Tak hanya itu, pengambilan
kebijkan yang dilakukan oleh pemerintah lebih berfokus pada ekonomi, bukan pada
kesehatan dan keselamatan rakyat. Padahal jika dilihat, kesehatan merupakan aspek
utama dalam kehidupan. Prof. Sumaaatmadja
Nursid, dalam bukunya yang berjudul, Manusia dalam Konteks Sosial, Budaya, dan
Lingkungan Hidup, mengatakan bahwa kesehatan menjadi modal dasar dalam melangsungkan kehidupan.

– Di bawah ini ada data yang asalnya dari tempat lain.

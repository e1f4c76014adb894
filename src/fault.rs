//! The single reporting path for runtime failures: the `error` verb and
//! every verb-contract violation surface here as one structured value.

use std::rc::Rc;

use crate::value::Value;

/// Why an execution faulted.
#[derive(Debug, Clone, PartialEq, thiserror::Error)]
pub enum FaultKind {
    #[error("stack underflow")]
    StackUnderflow,
    #[error("type mismatch: expected {expected}, found {found}")]
    TypeMismatch {
        expected: &'static str,
        found: &'static str,
    },
    #[error("arithmetic fault: {reason}")]
    Arithmetic { reason: &'static str },
    #[error("index {index} out of range (length {len})")]
    IndexOutOfRange { index: i64, len: usize },
    #[error("error raised: {0}")]
    User(Value),
    #[error("no vector named '{name}'")]
    UnknownVector { name: String },
}

impl FaultKind {
    pub fn mismatch(expected: &'static str, found: &Value) -> FaultKind {
        FaultKind::TypeMismatch {
            expected,
            found: found.tag(),
        }
    }
}

/// A faulted execution: the cause plus where the machine stopped. Execution
/// never resumes from a fault; recovery means re-invoking the engine.
#[derive(Debug, Clone, PartialEq, thiserror::Error)]
#[error("{kind} in {vector} at instruction {pc}")]
pub struct Fault {
    pub kind: FaultKind,
    /// Name of the vector that was executing.
    pub vector: Rc<str>,
    /// Instruction index at which the fault was raised.
    pub pc: usize,
}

keterampilan, daya, rasionalitas, emosional, relasional dalam kehidupan
bermasyarakat, berbangsa dan bernegara. Apabila kesehatan masyarakat terganggu,
proses ekonomi yang dicita-citakan tidak akan berjalan dengan baik. Sebaliknya
sektor ekonomi akan berjalan otomatis apabilan faktor kesehatan dan keselamatan
manusia benar-benar dengan baik ditangani oleh Negara.
Maka dari itu, dengan
mempertimbangkan kondisi masyarakat Indonesia, hal yang lebih diutamakan yaitu
melalui pembatasan sosial dan tetap mematuhi protokol kesehatan. Hal-hal yang
mengundang terjadinya keramaian dalam momentum-momentum tertentu seperti
menghadapi I’dul fitri atau pasca I’dul fitri, lebih baik ditutup untuk
meminimalir dampak covid 19. Kita harus belajar dari India, pemerintah yang
lebih berfokus pada aspek ekonomi, membuat Negara tersebut kewalahan dan
layaknya manusia yang terkepung dalam kobaran api, yang menunggu waktu untuk
habis terbakar. Ekonomi pun lesuh tak berdaya.
Semoga tulisan ini bisa bermanfaat untuk menambah khazanah keilmuan para pembaca. Tak ada gading yang tak retak, begitu pun dalam tulisan ini, yang masih jauh dalam kesempurnaan untuk mengisi nalar haus intelektual pembaca.